Sumários

Aula 22

22 Abril 2021, 17:30 Solveig Thorsteinsdottir

O papel da matriz de fibronectin na epitelização dos sómitos e como estabilizador da fenda. A fibronectina é produzida pela ectoderme e a sua montagem numa matriz a volta da mesoderme pré-somítica é essencial para a formação dos sómitos. O papel da tensão da matriz extracelular na mesoderme pré-somítica anterior no controlo do relógio molecular e no posicionamento da expressão de Mesp2/Meso1. A matriz extracelular como parte da wavefront.

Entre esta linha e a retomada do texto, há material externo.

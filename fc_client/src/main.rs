//! Command line client for the fortune cookie service.
//!
//! Drives the session engine and the access gate from a terminal: start an
//! OAuth login, finish the callback, check whether today's fortune is
//! available and manage the account.

use std::{io::Write, sync::Arc, time::Duration};

use anyhow::{Context, Result};
use fc_client::{
    ApiClient, ClientConfig, ConsoleNavigator, FileStore, GoTrueClient, logging,
    logging::log_policy_event,
};
use fortune_cookie::{
    AccessGate, AccessVerdict, AdminGate, AuthSnapshot, DenialModal, SessionEngine, SessionHandle,
    access::run_countdown,
    db::{Database, PgProfileStore},
    engine::CallbackOutcome,
    store::LocalStore,
    usage::{UsageSink, UsageTimer},
};
use pico_args::Arguments;

const HELP: &str = "\
Fortune cookie command line client

USAGE:
  fc_client <COMMAND> [OPTIONS]

COMMANDS:
  login                 Print the OAuth authorization URL
  callback              Finish a login with the code from the redirect
  status                Show the current session
  start                 Check access and track usage until Ctrl-C
  school                Set the school of the current user
  admin                 Check admin access
  logout                Log out and clear local data
  delete-account        Delete the current account
  countdown             Count down to a timestamp

OPTIONS:
  --provider NAME       OAuth provider for login  [default: google]
  --code CODE           Authorization code for callback
  --name SCHOOL         School name for school
  --until TIMESTAMP     RFC 3339 target for countdown

FLAGS:
  -h, --help            Print help information

Configuration is read from the environment (and .env): SUPABASE_URL,
SUPABASE_ANON_KEY, FORTUNE_API_URL, FORTUNE_STATE_PATH, DATABASE_URL.
";

/// How long a command waits for the engine to settle
const SETTLE_TIMEOUT: Duration = Duration::from_secs(10);

enum Command {
    Login { provider: String },
    Callback { code: String },
    Status,
    Start,
    School { name: String },
    Admin,
    Logout,
    DeleteAccount,
    Countdown { until: String },
}

struct Args {
    command: Command,
}

#[tokio::main]
async fn main() -> Result<()> {
    let mut pargs = Arguments::from_env();

    if pargs.contains(["-h", "--help"]) {
        print!("{HELP}");
        std::process::exit(0);
    }

    let subcommand: Option<String> = pargs.subcommand().context("Invalid command")?;
    let command = match subcommand.as_deref() {
        Some("login") => Command::Login {
            provider: pargs
                .value_from_str("--provider")
                .unwrap_or_else(|_| "google".to_string()),
        },
        Some("callback") => Command::Callback {
            code: pargs.value_from_str("--code").context("--code is required")?,
        },
        Some("status") => Command::Status,
        Some("start") => Command::Start,
        Some("school") => Command::School {
            name: pargs.value_from_str("--name").context("--name is required")?,
        },
        Some("admin") => Command::Admin,
        Some("logout") => Command::Logout,
        Some("delete-account") => Command::DeleteAccount,
        Some("countdown") => Command::Countdown {
            until: pargs.value_from_str("--until").context("--until is required")?,
        },
        Some(other) => anyhow::bail!("Unknown command '{}'\n\n{}", other, HELP),
        None => {
            print!("{HELP}");
            return Ok(());
        }
    };

    dotenvy::dotenv().ok();
    logging::init();

    run(Args { command }).await
}

/// Adapters wired around one engine instance
struct Client {
    config: ClientConfig,
    api: Arc<ApiClient>,
    sessions: Arc<GoTrueClient>,
    navigator: Arc<ConsoleNavigator>,
    handle: SessionHandle,
}

impl Client {
    fn connect() -> Result<Self> {
        let config = ClientConfig::from_env().context("Failed to load configuration")?;

        let store: Arc<dyn LocalStore> = Arc::new(
            FileStore::open(&config.state_path).context("Failed to open local state")?,
        );
        let sessions = Arc::new(GoTrueClient::new(config.auth.clone(), store.clone()));
        let api = Arc::new(ApiClient::new(
            config.api_url.clone(),
            sessions.clone(),
            config.request_timeout,
        )?);
        let navigator = Arc::new(ConsoleNavigator::new(config.routes.entry.clone()));

        let mut engine = SessionEngine::new(api.clone(), sessions.clone(), store, navigator.clone())
            .with_config(config.session.clone())
            .with_routes(config.routes.clone());
        if let Some(db_config) = &config.database {
            let database = Database::new(db_config).context("Failed to create database pool")?;
            engine = engine.with_profile_store(Arc::new(PgProfileStore::new(database.pool().clone())));
            tokio::spawn(async move {
                if let Err(e) = database.health_check().await {
                    tracing::warn!(error = %e, "Profile store unreachable, backend only");
                }
            });
        }

        Ok(Self {
            config,
            api,
            sessions,
            navigator,
            handle: engine.spawn(),
        })
    }

    async fn settled(&self) -> Result<AuthSnapshot> {
        tokio::time::timeout(SETTLE_TIMEOUT, self.handle.wait_until_loaded())
            .await
            .context("Timed out waiting for the session")?
            .context("Session engine stopped")
    }

    fn gate(&self) -> AccessGate {
        AccessGate::new(
            self.api.clone(),
            self.sessions.clone(),
            self.navigator.clone(),
            print_modal,
        )
        .with_routes(self.config.routes.clone())
    }
}

async fn run(args: Args) -> Result<()> {
    if let Command::Countdown { until } = &args.command {
        countdown(until).await;
        return Ok(());
    }

    let client = Client::connect()?;

    match args.command {
        Command::Login { provider } => {
            let url = client.handle.login(&provider).await.context("Failed to start login")?;
            println!("Open this URL to sign in:\n{}", url);
        }
        Command::Callback { code } => {
            let outcome = client
                .handle
                .complete_oauth_callback(&code)
                .await
                .context("Failed to complete login")?;
            match outcome {
                CallbackOutcome::SignedIn => {
                    let signed_in = client.handle.wait_for(|s| s.is_logged_in);
                    if tokio::time::timeout(SETTLE_TIMEOUT, signed_in).await.is_err() {
                        tracing::warn!("Session did not settle after the callback");
                    }
                    print_snapshot(&client.handle.snapshot());
                }
                CallbackOutcome::AlreadyProcessed => println!("This login was already completed."),
                CallbackOutcome::Restricted => {
                    log_policy_event("cooldown", None, "Re-signup restriction at login");
                    println!("Sign-up is temporarily restricted for this account.");
                }
                CallbackOutcome::Banned => {
                    log_policy_event("banned", None, "Banned account at login");
                    println!("This account is banned.");
                }
            }
        }
        Command::Status => print_snapshot(&client.settled().await?),
        Command::Start => start(&client).await?,
        Command::School { name } => {
            client.settled().await?;
            let profile = client
                .handle
                .update_school(&name)
                .await
                .context("Failed to update school")?;
            println!("School set to {}", profile.school.unwrap_or_default());
        }
        Command::Admin => {
            client.settled().await?;
            let gate = AdminGate::new(client.api.clone(), client.navigator.clone())
                .with_routes(client.config.routes.clone());
            if gate.verify().await {
                println!("Admin access granted.");
            } else {
                println!("Admin access denied.");
            }
        }
        Command::Logout => {
            client.settled().await?;
            client.handle.logout().await.context("Failed to log out")?;
            println!("Logged out.");
        }
        Command::DeleteAccount => {
            client.settled().await?;
            client
                .handle
                .delete_account()
                .await
                .context("Failed to delete account")?;
            println!("Account deleted.");
        }
        Command::Countdown { .. } => {}
    }

    // Let background sign-out and upsert steps finish
    tokio::time::sleep(Duration::from_millis(200)).await;
    Ok(())
}

async fn start(client: &Client) -> Result<()> {
    let snapshot = client.settled().await?;
    let user_id = snapshot.user.as_ref().map(|u| u.id.clone());

    match client.gate().check(user_id.as_deref()).await {
        AccessVerdict::Allowed => {}
        AccessVerdict::DailyLimit {
            next_available_at: Some(next),
        } => {
            log_policy_event("daily_limit", user_id.as_deref(), &next);
            countdown(&next).await;
            return Ok(());
        }
        verdict => {
            tracing::info!(?verdict, "Access denied");
            return Ok(());
        }
    }

    let Some(user_id) = user_id else {
        return Ok(());
    };
    println!("Enjoy your fortune. Press Ctrl-C to finish.");

    let sink: Arc<dyn UsageSink> = client.api.clone();
    let timer = UsageTimer::spawn(sink, user_id, &client.config.session);
    tokio::signal::ctrl_c()
        .await
        .context("Failed to listen for Ctrl-C")?;
    timer.stop().await;
    Ok(())
}

async fn countdown(until: &str) {
    run_countdown(until, |remaining| {
        print!("\r{}  ", remaining.label());
        let _ = std::io::stdout().flush();
    })
    .await;
    println!();
}

fn print_modal(modal: DenialModal) {
    log_policy_event("denied", None, modal.title());
    println!("[{}] {}", modal.title(), modal.message());
    println!("  ({})", modal.action().label());
}

fn print_snapshot(snapshot: &AuthSnapshot) {
    match &snapshot.user {
        Some(user) if snapshot.is_logged_in => {
            println!("Signed in as {}", user.email.as_deref().unwrap_or(&user.id));
            println!("  school: {}", user.school.as_deref().unwrap_or("-"));
            println!("  status: {:?}", user.status);
            println!("  admin:  {}", user.is_admin);
        }
        _ => println!("Not signed in."),
    }
}
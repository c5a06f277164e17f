//! Session store adapter contract.

use async_trait::async_trait;
use tokio::sync::broadcast;

use super::{
    errors::AuthResult,
    models::{AuthEvent, Provider, Session},
};

/// Thin wrapper over the external auth provider.
///
/// Implementations own session persistence; the rest of the crate never
/// stores tokens itself.
#[async_trait]
pub trait SessionStore: Send + Sync {
    /// Currently held session, if any
    async fn current_session(&self) -> Option<Session>;

    /// Change notifications emitted after subscribing
    fn subscribe(&self) -> broadcast::Receiver<AuthEvent>;

    /// Begin an OAuth sign-in and return the URL the user must visit
    async fn sign_in_with_oauth(&self, provider: Provider) -> AuthResult<String>;

    /// Exchange an authorization code for a session.
    ///
    /// The session is persisted but subscribers are not notified; the callback
    /// flow announces the sign-in itself once its own checks are done.
    async fn exchange_code(&self, code: &str) -> AuthResult<Session>;

    /// Refresh the held session, notifying subscribers with `TOKEN_REFRESHED`
    async fn refresh_session(&self) -> AuthResult<Session>;

    /// Drop the held session locally, notify `SIGNED_OUT`, then revoke remotely
    async fn sign_out(&self) -> AuthResult<()>;
}
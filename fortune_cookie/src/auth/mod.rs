//! Authentication types shared by the engine, the gate and the adapters.
//!
//! This module defines:
//! - The provider session and its change events
//! - The [`SessionStore`] adapter contract over the external auth provider
//! - The restriction verdict derived from `check-login-status`

pub mod errors;
pub mod models;
pub mod store;

pub use errors::{AuthError, AuthResult};
pub use models::{
    AuthEvent, AuthEventKind, LoginStatus, Provider, RestrictionVerdict, Session, SessionUser,
    UserId,
};
pub use store::SessionStore;
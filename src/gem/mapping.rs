//! # Endereços de Mapeamento
//!
//! Codificação do "endereço falso" que o cliente passa ao mmap: bits
//! altos marcam o endereço como GEM, o token fica no bit 40 e os 40
//! bits baixos são o deslocamento dentro do objeto.

use super::config::{MAPPING_INDEX_SHIFT, MAPPING_KEY, MAPPING_MASK, MAPPING_MAX_INDEX};
use super::object::OffsetToken;

/// Deslocamento correspondente a um índice de token.
#[inline]
pub const fn offset_of_index(index: u64) -> u64 {
    index << MAPPING_INDEX_SHIFT
}

/// Endereço base do mapeamento de `token`.
#[inline]
pub const fn encode(token: OffsetToken) -> u64 {
    MAPPING_KEY | offset_of_index(token.0 & MAPPING_MAX_INDEX)
}

/// O endereço pertence ao espaço GEM?
#[inline]
pub const fn is_gem_address(addr: u64) -> bool {
    (addr & MAPPING_MASK) == MAPPING_KEY
}

/// Índice do token contido no endereço.
#[inline]
pub const fn index_of(addr: u64) -> u64 {
    (addr >> MAPPING_INDEX_SHIFT) & MAPPING_MAX_INDEX
}

/// Deslocamento dentro do objeto.
#[inline]
pub const fn map_offset_of(addr: u64) -> u64 {
    addr & !(offset_of_index(MAPPING_MAX_INDEX) | MAPPING_KEY)
}

#[cfg(test)]
mod tests {
    use super::*;

    #[test]
    fn test_encode_layout() {
        assert_eq!(encode(OffsetToken(0)), 0x8000_0000_0000_0000);
        assert_eq!(encode(OffsetToken(1)), 0x8000_0100_0000_0000);
        assert_eq!(
            encode(OffsetToken(MAPPING_MAX_INDEX)),
            0xbfff_ff00_0000_0000
        );
    }

    #[test]
    fn test_decode_address() {
        let addr = encode(OffsetToken(0x1234)) + 0x2000;
        assert!(is_gem_address(addr));
        assert_eq!(index_of(addr), 0x1234);
        assert_eq!(map_offset_of(addr), 0x2000);
    }

    #[test]
    fn test_foreign_addresses() {
        assert!(!is_gem_address(0));
        assert!(!is_gem_address(0x0000_7fff_ffff_f000));
        // Kernel canônico: 11 nos bits 63..62
        assert!(!is_gem_address(0xffff_8000_0000_0000));
        assert!(!is_gem_address(0x4000_0000_0000_0000));
    }

    #[test]
    fn test_offset_keeps_low_40_bits() {
        let addr = encode(OffsetToken(7)) | 0xff_ffff_ffff;
        assert_eq!(index_of(addr), 7);
        assert_eq!(map_offset_of(addr), 0xff_ffff_ffff);
    }
}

Os diferentes derivados dos sómitos. A polarização dorso-ventral e medio-lateral dos sómitos é mediada por factores parácrinos segregados pelos tecidos adjacentes. Experiências que mostraram que a notocorda induz a formação do esclerótomo e que o factor responsável é o sonic hedgehog. A iniciação da miogénese – o papel de sinalização notch induzida pela crista neural durante a passagem pelos sómitos. Os Wnts são essenciais para a manutenção do dermomiótomo e para a indução da miogénese tanto medianamente (Wnt1 e Wnt3a) como lateralmente (Wnt7a). Notem a analogia com a Drosophila onde o hedgehog e o wingless polarizam os segmentos. A indução do sindetome pelo Fgf8 do miótomo. A resegmentação do esclerótomo.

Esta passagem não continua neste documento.